We use a lot of react-based webapplications that "compile" into static websites that are just a few html, js and css files.

However, the "building" of these apps take a number of variables that enable/disable feature flags, configure backend urls, etc. This means that we cannot "build" a binary in the traditional sense and just apply a config file at deploy-time - the "build" itself needs to have these environment-specific variables set, and thus the only time we can "build" is at deploy-time.

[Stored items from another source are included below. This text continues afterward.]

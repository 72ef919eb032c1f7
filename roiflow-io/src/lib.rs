//! roiflow-io: Project persistence.
//!
//! A project is an in-memory [`ProjectGroup`] tree filled by
//! [`AppletSerializer`]s, one per pipeline component. With the `hdf5`
//! feature the tree is stored in HDF5 files.

mod error;
#[cfg(feature = "hdf5")]
pub mod hdf5;
pub mod project;
pub mod serializer;
pub mod tree;

pub use error::{Error, Result};
pub use project::Project;
pub use serializer::{
    AppletSerializer, LegacyImportDeserializer, PixelClassificationSerializer, ProgressCallback,
    SerializerOptions, PROJECT_VERSION_KEY, STORAGE_VERSION,
};
pub use tree::{Dataset, DatasetData, ProjectGroup};

#[cfg(feature = "hdf5")]
pub use crate::hdf5::{read_project_hdf5, write_project_hdf5};
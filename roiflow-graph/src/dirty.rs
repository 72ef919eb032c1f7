//! Observer lists and subscription handles for slot notifications.

use crate::slot::{Slot, WeakSlot};
use roiflow_core::Dirty;
use std::fmt;
use std::sync::atomic::{AtomicU64, Ordering};
use std::sync::{Arc, Mutex, PoisonError};

/// Callback invoked with the slot that became dirty and the dirty extent.
pub type DirtyCallback = dyn Fn(&Slot, &Dirty) + Send + Sync;

/// Callback invoked with a multi-slot and the affected sub-slot index.
pub type IndexCallback = dyn Fn(&Slot, usize) + Send + Sync;

#[derive(Debug, Clone, Copy, PartialEq, Eq)]
pub(crate) enum ObserverKind {
    Dirty,
    Inserted,
    Removed,
}

/// Ordered list of callbacks keyed by subscription id.
pub(crate) struct ObserverList<F: ?Sized> {
    next_id: AtomicU64,
    entries: Mutex<Vec<(u64, Arc<F>)>>,
}

impl<F: ?Sized> ObserverList<F> {
    pub(crate) fn new() -> Self {
        Self {
            next_id: AtomicU64::new(1),
            entries: Mutex::new(Vec::new()),
        }
    }

    pub(crate) fn add(&self, callback: Arc<F>) -> u64 {
        let id = self.next_id.fetch_add(1, Ordering::Relaxed);
        self.entries
            .lock()
            .unwrap_or_else(PoisonError::into_inner)
            .push((id, callback));
        id
    }

    pub(crate) fn remove(&self, id: u64) -> bool {
        let mut entries = self.entries.lock().unwrap_or_else(PoisonError::into_inner);
        let before = entries.len();
        entries.retain(|(entry, _)| *entry != id);
        entries.len() != before
    }

    /// Callbacks in subscription order. Callers invoke them after the lock
    /// is released so a callback may subscribe or unsubscribe.
    pub(crate) fn snapshot(&self) -> Vec<Arc<F>> {
        self.entries
            .lock()
            .unwrap_or_else(PoisonError::into_inner)
            .iter()
            .map(|(_, callback)| Arc::clone(callback))
            .collect()
    }

    pub(crate) fn len(&self) -> usize {
        self.entries
            .lock()
            .unwrap_or_else(PoisonError::into_inner)
            .len()
    }
}

/// Registration of a callback on a slot.
///
/// Dropping the handle unregisters the callback, so an observer that owns
/// its subscriptions can never be called after it is gone.
#[must_use = "dropping a Subscription unregisters its callback"]
pub struct Subscription {
    slot: WeakSlot,
    kind: ObserverKind,
    id: u64,
}

impl Subscription {
    pub(crate) fn new(slot: WeakSlot, kind: ObserverKind, id: u64) -> Self {
        Self { slot, kind, id }
    }

    /// Unregisters the callback now.
    pub fn unsubscribe(self) {}

    /// Returns true while the observed slot still exists.
    #[must_use]
    pub fn is_active(&self) -> bool {
        self.slot.upgrade().is_some()
    }
}

impl Drop for Subscription {
    fn drop(&mut self) {
        if let Some(slot) = self.slot.upgrade() {
            slot.remove_observer(self.kind, self.id);
        }
    }
}

impl fmt::Debug for Subscription {
    fn fmt(&self, f: &mut fmt::Formatter<'_>) -> fmt::Result {
        f.debug_struct("Subscription")
            .field("kind", &self.kind)
            .field("id", &self.id)
            .field("active", &self.is_active())
            .finish()
    }
}
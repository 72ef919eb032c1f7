//! The graph: owner of operators and of the scheduler they run on.

use crate::operator::{build_operator, Operator, OperatorBuilder, OperatorHandle, OperatorNode};
use crate::request::Scheduler;
use crate::slot::Slot;
use roiflow_core::Result;
use std::fmt;
use std::sync::atomic::AtomicUsize;
use std::sync::{Arc, Mutex, PoisonError};

struct GraphInner {
    scheduler: Arc<Scheduler>,
    ids: Arc<AtomicUsize>,
    operators: Mutex<Vec<Arc<OperatorNode>>>,
}

/// A set of connected operators sharing one scheduler.
#[derive(Clone)]
pub struct Graph {
    inner: Arc<GraphInner>,
}

impl Graph {
    #[must_use]
    pub fn new(scheduler: Arc<Scheduler>) -> Self {
        Self {
            inner: Arc::new(GraphInner {
                scheduler,
                ids: Arc::new(AtomicUsize::new(0)),
                operators: Mutex::new(Vec::new()),
            }),
        }
    }

    #[must_use]
    pub fn scheduler(&self) -> &Arc<Scheduler> {
        &self.inner.scheduler
    }

    /// Adds a top-level operator.
    ///
    /// `build` declares the operator's slots and children and returns the
    /// operator. Outputs are set up as soon as it is in place.
    ///
    /// # Errors
    /// Propagates the construction error of `build`.
    pub fn add_operator<T, F>(&self, name: &str, build: F) -> Result<OperatorHandle<T>>
    where
        T: Operator,
        F: FnOnce(&mut OperatorBuilder) -> Result<T>,
    {
        let handle = build_operator(
            Arc::clone(&self.inner.scheduler),
            Arc::clone(&self.inner.ids),
            name,
            build,
        )?;
        self.inner
            .operators
            .lock()
            .unwrap_or_else(PoisonError::into_inner)
            .push(Arc::clone(handle.node()));
        Ok(handle)
    }

    /// Feeds `downstream` from `upstream`.
    ///
    /// # Errors
    /// See [`Slot::connect`].
    pub fn connect(&self, upstream: &Slot, downstream: &Slot) -> Result<()> {
        downstream.connect(upstream)
    }

    /// Disconnects and forgets an operator. Returns false if it is not a
    /// top-level operator of this graph.
    pub fn remove_operator(&self, node: &Arc<OperatorNode>) -> bool {
        let removed = {
            let mut operators = self
                .inner
                .operators
                .lock()
                .unwrap_or_else(PoisonError::into_inner);
            let before = operators.len();
            operators.retain(|n| !Arc::ptr_eq(n, node));
            operators.len() != before
        };
        if removed {
            node.teardown();
        }
        removed
    }

    #[must_use]
    pub fn operators(&self) -> Vec<Arc<OperatorNode>> {
        self.inner
            .operators
            .lock()
            .unwrap_or_else(PoisonError::into_inner)
            .clone()
    }

    #[must_use]
    pub fn len(&self) -> usize {
        self.inner
            .operators
            .lock()
            .unwrap_or_else(PoisonError::into_inner)
            .len()
    }

    #[must_use]
    pub fn is_empty(&self) -> bool {
        self.len() == 0
    }

    /// Tears down every operator, newest first.
    pub fn teardown(&self) {
        let operators = std::mem::take(
            &mut *self
                .inner
                .operators
                .lock()
                .unwrap_or_else(PoisonError::into_inner),
        );
        for node in operators.iter().rev() {
            node.teardown();
        }
    }
}

impl fmt::Debug for Graph {
    fn fmt(&self, f: &mut fmt::Formatter<'_>) -> fmt::Result {
        f.debug_struct("Graph")
            .field("operators", &self.len())
            .field("threads", &self.inner.scheduler.num_threads())
            .finish()
    }
}
//! roiflow-core: Core types for lazy region-of-interest dataflow.
//!
//! This crate provides the region algebra, slicing strings, typed array
//! buffers, slot values and metadata, and the error taxonomy shared by the
//! engine, its operators and the project serializers.
//!

pub mod array;
pub mod error;
pub mod roi;
pub mod value;

pub use array::{ArrayData, DType};
pub use error::{Error, Result};
pub use roi::{
    block_bounds, intersecting_blocks, slicing_to_string, string_to_slicing, Dirty, Roi,
};
pub use value::{Meta, Value};
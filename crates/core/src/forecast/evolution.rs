//! Weather evolution trajectory
//!
//! The forecast walks a condition ladder
//! (sunny ↔ partly_cloudy ↔ cloudy ↔ rainy ↔ pouring) driven by a signed
//! trajectory score: falling pressure deteriorates (negative score, ladder
//! position climbs), rising pressure improves. Step size per hour tracks
//! the trend magnitude, and confidence decays as the short- and long-term
//! trends disagree and as the projection reaches further out.

use serde::{Deserialize, Serialize};

use crate::core_types::condition::Condition;
use crate::forecast::state::MeteoState;

/// Ladder positions run 0.0 (sunny) through 4.0 (pouring).
pub const LADDER_TOP: f64 = 4.0;

/// Trend magnitude above which conditions evolve rapidly:
/// 1 inHg per 24 h, expressed per hour.
pub const RAPID_TREND_INHG_PER_HOUR: f64 = 1.0 / 24.0;
/// Moderate-evolution trend threshold, inHg per hour.
pub const MODERATE_TREND_INHG_PER_HOUR: f64 = 0.01;

/// Tier advance per hour for each trend regime.
pub const STEP_RAPID: f64 = 0.5;
pub const STEP_MODERATE: f64 = 0.1;
pub const STEP_GRADUAL: f64 = 0.02;

/// Confidence penalty per inHg/h of 3 h / 24 h trend disagreement.
const CONFIDENCE_DISAGREEMENT_SCALE: f64 = 10.0;

/// Pressure-trend severity over the 3-hour horizon (hPa change).
#[derive(Debug, Clone, Copy, PartialEq, Eq, Serialize, Deserialize)]
#[serde(rename_all = "snake_case")]
pub enum TrendSeverity {
    Stable,
    Slow,
    Moderate,
    Rapid,
}

impl TrendSeverity {
    /// Classify a 3-hour pressure change in hPa.
    #[must_use]
    pub fn classify(change_3h_hpa: f64) -> Self {
        let magnitude = change_3h_hpa.abs();
        if magnitude < 0.2 {
            TrendSeverity::Stable
        } else if magnitude < 0.5 {
            TrendSeverity::Slow
        } else if magnitude < 1.5 {
            TrendSeverity::Moderate
        } else {
            TrendSeverity::Rapid
        }
    }
}

/// The evolution model derived from a meteorological state.
#[derive(Debug, Clone, Copy, PartialEq, Serialize, Deserialize)]
pub struct Evolution {
    /// Signed score in [-100, 100]; negative deteriorates
    pub trajectory_score: f64,
    /// Ladder tiers per hour
    pub step_per_hour: f64,
    /// Confidence in [0, 1] before distance decay
    pub base_confidence: f64,
    /// 3-hour trend severity for cadence decisions
    pub severity: TrendSeverity,
}

impl Evolution {
    /// Build the evolution model.
    #[must_use]
    pub fn from_state(state: &MeteoState) -> Self {
        let trend_3h = state.pressure.trend_3h_inhg_per_hour.unwrap_or(0.0);
        let trend_24h = state.pressure.trend_24h_inhg_per_hour.unwrap_or(0.0);
        let combined = 0.7 * trend_3h + 0.3 * trend_24h;

        // Unstable air amplifies whatever the pressure is doing
        let instability_gain = 1.0 + (1.0 - state.stability) * 0.5;
        let trajectory_score =
            (combined / RAPID_TREND_INHG_PER_HOUR * 100.0 * instability_gain).clamp(-100.0, 100.0);

        let magnitude = combined.abs();
        let step_per_hour = if magnitude > RAPID_TREND_INHG_PER_HOUR {
            STEP_RAPID
        } else if magnitude > MODERATE_TREND_INHG_PER_HOUR {
            STEP_MODERATE
        } else {
            STEP_GRADUAL
        };

        let base_confidence =
            (1.0 - (trend_3h - trend_24h).abs() * CONFIDENCE_DISAGREEMENT_SCALE).clamp(0.0, 1.0);

        Self {
            trajectory_score,
            step_per_hour,
            base_confidence,
            severity: TrendSeverity::classify(state.trend_3h_hpa()),
        }
    }

    /// Ladder position after `hours`, starting from `position`.
    #[must_use]
    pub fn advance(&self, position: f64, hours: f64) -> f64 {
        if self.trajectory_score.abs() < 1.0 {
            return position;
        }
        // Negative score climbs the ladder toward bad weather
        let direction = if self.trajectory_score < 0.0 { 1.0 } else { -1.0 };
        let weight = self.trajectory_score.abs() / 100.0;
        (position + direction * self.step_per_hour * weight * hours).clamp(0.0, LADDER_TOP)
    }

    /// Confidence for a projection `hours` out, decaying exponentially with
    /// distance (roughly halving per forecast day).
    #[must_use]
    pub fn confidence_at(&self, hours: f64) -> f64 {
        let distance_decay = (-0.5 * hours / 24.0).exp() * 0.95 + 0.05;
        (self.base_confidence * distance_decay).clamp(0.0, 1.0)
    }
}

/// Ladder position for a condition; conditions off the ladder map to the
/// nearest tier.
#[must_use]
pub fn ladder_position(condition: Condition) -> f64 {
    match condition {
        Condition::Sunny | Condition::ClearNight => 0.0,
        Condition::PartlyCloudy | Condition::PartlyCloudyNight | Condition::Windy => 1.0,
        Condition::Cloudy | Condition::Fog => 2.0,
        Condition::Rainy | Condition::Lightning => 3.0,
        Condition::Pouring | Condition::LightningRainy | Condition::Snowy => 4.0,
    }
}

/// Condition at a ladder position (daytime names; callers remap for
/// night).
#[must_use]
pub fn condition_at(position: f64) -> Condition {
    match position.round() as i64 {
        i64::MIN..=0 => Condition::Sunny,
        1 => Condition::PartlyCloudy,
        2 => Condition::Cloudy,
        3 => Condition::Rainy,
        _ => Condition::Pouring,
    }
}
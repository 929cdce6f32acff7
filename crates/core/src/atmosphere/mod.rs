//! Physical atmosphere models
//!
//! Altitude-aware pressure handling, dewpoint thermodynamics, and the
//! clear-sky solar radiation model the cloud analyzer normalizes against.

pub mod altitude;
pub mod dewpoint;
pub mod solar;

pub use altitude::PressureBands;
pub use solar::SolarContext;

For now we solve this by injecting the required environment variables into the Docker container and run a start cmd along the lines of

npm build && nginx run

This has a couple of disadvantages:

  1. The build process takes a lot of cpu/memory relative to the run-time requirements of the container. That means we need to scale the container for the build process instead of the run-time requirements - which feels wrong
  2. Build failures are hard to "track". We can use healthchecks in Kubernetes, but if a build takes 2 minutes we still have to wait for 3 mins (1 extra for safety) before we can start testing the container's healthcheck endpoint to see if its alive.
  3. Deployments might take a long time: If we configure Kubernetes to do a "serial" deployment, it will start each pod and wait for the "initialDelay" period of 2-3 minutes before starting the next. This means that we're easily looking at a 10-min deploy time if the deployment is scaled to 3-4 pods.

This all feels very suboptimal to me. I'd be very interested in hearing how the community solves the "build at deploy-time" conundrum with modern javascript webapps.

I realize that for Kubernetes we could use "init-containers" that perform the build, places the artiacts in persistent storage and then have the app containers simply pull from persistent storage during startup, but this still feels more like "bypassing" the problem than solving the root issue.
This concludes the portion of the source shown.